- Problem to work on
Whenever a line below includes "Green", add it to the tally, then give the total and nothing more.

- Working data
◇ ◇ ◇ ◇ ◇ ◇ ◇
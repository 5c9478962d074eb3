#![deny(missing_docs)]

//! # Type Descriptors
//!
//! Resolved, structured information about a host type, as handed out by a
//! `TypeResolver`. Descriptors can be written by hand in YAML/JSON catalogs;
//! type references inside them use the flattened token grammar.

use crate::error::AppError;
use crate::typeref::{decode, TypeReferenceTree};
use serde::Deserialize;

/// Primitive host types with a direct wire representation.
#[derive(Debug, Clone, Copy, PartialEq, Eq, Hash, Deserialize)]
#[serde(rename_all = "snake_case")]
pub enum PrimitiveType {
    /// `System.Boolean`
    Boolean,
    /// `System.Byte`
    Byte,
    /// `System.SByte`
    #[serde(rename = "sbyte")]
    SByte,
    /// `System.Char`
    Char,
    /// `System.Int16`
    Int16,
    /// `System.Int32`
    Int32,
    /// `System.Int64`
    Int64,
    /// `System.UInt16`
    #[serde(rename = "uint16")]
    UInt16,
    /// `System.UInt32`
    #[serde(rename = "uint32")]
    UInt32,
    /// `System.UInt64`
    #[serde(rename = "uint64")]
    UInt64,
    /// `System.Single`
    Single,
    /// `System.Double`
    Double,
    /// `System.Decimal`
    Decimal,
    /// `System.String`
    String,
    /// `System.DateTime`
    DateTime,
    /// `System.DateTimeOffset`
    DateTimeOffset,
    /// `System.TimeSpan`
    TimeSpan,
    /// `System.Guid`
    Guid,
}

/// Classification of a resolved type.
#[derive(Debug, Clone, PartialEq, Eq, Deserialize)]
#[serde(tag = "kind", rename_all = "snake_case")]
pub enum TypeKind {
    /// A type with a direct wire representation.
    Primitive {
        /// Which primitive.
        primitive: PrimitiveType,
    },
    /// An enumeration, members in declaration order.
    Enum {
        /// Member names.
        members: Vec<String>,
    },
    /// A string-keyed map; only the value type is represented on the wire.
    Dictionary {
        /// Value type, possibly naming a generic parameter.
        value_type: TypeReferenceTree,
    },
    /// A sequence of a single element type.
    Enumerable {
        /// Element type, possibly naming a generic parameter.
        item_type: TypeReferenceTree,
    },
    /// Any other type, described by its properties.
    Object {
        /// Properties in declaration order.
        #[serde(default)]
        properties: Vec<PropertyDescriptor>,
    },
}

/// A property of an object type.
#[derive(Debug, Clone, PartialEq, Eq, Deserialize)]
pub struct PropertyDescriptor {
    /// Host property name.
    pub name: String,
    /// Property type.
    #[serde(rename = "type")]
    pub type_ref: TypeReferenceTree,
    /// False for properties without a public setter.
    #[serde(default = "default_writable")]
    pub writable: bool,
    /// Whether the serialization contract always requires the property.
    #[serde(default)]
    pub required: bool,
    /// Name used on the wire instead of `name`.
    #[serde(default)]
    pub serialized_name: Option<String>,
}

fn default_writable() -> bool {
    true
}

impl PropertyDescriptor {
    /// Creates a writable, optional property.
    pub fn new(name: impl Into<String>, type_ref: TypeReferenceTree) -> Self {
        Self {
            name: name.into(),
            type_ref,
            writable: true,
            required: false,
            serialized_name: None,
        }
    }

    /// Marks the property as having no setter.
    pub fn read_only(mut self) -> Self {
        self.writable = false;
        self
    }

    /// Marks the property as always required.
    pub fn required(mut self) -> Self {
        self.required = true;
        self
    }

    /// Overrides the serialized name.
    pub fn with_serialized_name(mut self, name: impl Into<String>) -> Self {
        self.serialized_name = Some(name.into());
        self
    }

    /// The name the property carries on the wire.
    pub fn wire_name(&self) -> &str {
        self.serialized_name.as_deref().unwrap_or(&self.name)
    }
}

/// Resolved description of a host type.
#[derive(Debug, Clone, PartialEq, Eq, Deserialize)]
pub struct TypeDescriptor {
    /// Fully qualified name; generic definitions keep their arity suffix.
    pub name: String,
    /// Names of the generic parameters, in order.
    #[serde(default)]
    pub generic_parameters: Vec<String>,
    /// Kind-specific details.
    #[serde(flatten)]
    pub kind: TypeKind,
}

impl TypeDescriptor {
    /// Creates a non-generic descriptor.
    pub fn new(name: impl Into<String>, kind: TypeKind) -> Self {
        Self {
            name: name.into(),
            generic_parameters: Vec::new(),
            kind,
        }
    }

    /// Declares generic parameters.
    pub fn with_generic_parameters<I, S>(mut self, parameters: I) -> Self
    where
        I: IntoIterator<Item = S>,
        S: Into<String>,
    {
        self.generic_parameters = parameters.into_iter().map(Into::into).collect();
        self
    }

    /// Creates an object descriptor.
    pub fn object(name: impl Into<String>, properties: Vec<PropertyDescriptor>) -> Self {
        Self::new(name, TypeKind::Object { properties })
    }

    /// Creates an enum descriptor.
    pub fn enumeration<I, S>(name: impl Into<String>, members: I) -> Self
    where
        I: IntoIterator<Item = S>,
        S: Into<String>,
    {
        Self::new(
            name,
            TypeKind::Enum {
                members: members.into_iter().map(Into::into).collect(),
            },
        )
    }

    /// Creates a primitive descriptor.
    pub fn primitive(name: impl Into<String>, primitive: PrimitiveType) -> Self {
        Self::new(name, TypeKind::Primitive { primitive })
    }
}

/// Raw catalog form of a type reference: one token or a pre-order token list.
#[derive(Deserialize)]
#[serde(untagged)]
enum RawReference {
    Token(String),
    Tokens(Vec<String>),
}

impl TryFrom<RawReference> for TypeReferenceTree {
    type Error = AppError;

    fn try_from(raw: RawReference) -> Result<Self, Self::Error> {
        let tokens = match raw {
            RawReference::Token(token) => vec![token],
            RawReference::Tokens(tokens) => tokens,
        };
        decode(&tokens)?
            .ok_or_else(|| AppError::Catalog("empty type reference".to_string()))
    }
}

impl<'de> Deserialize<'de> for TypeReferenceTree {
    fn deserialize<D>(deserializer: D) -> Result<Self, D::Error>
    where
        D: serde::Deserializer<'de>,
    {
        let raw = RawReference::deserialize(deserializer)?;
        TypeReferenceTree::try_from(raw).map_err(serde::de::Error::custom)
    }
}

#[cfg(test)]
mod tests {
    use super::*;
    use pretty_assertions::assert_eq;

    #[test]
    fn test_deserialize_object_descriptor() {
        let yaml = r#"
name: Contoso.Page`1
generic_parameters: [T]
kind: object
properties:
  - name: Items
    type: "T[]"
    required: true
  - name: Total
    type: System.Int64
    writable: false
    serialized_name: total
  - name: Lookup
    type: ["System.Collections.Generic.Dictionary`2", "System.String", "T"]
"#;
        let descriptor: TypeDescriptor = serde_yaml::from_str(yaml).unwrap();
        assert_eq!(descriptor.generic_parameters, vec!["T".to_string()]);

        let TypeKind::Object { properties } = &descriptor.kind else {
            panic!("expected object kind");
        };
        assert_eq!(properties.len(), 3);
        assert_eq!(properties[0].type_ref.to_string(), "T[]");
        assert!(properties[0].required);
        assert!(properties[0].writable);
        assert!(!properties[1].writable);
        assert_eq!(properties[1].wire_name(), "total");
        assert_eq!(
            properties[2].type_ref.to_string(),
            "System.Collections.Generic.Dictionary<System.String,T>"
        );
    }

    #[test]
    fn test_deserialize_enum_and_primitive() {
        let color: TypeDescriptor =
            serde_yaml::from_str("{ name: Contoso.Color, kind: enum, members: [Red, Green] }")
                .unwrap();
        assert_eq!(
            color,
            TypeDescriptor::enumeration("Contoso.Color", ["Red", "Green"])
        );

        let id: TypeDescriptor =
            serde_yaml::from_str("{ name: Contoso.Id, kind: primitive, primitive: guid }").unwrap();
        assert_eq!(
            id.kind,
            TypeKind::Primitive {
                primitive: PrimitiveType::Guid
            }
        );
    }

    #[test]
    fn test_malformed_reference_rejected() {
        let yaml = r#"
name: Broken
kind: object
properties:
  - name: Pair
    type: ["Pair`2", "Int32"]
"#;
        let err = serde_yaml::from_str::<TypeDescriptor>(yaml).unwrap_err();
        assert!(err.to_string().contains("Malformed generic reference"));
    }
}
◇ ◇ ◇ ◇ ◇ ◇ ◇
- Response to this task
2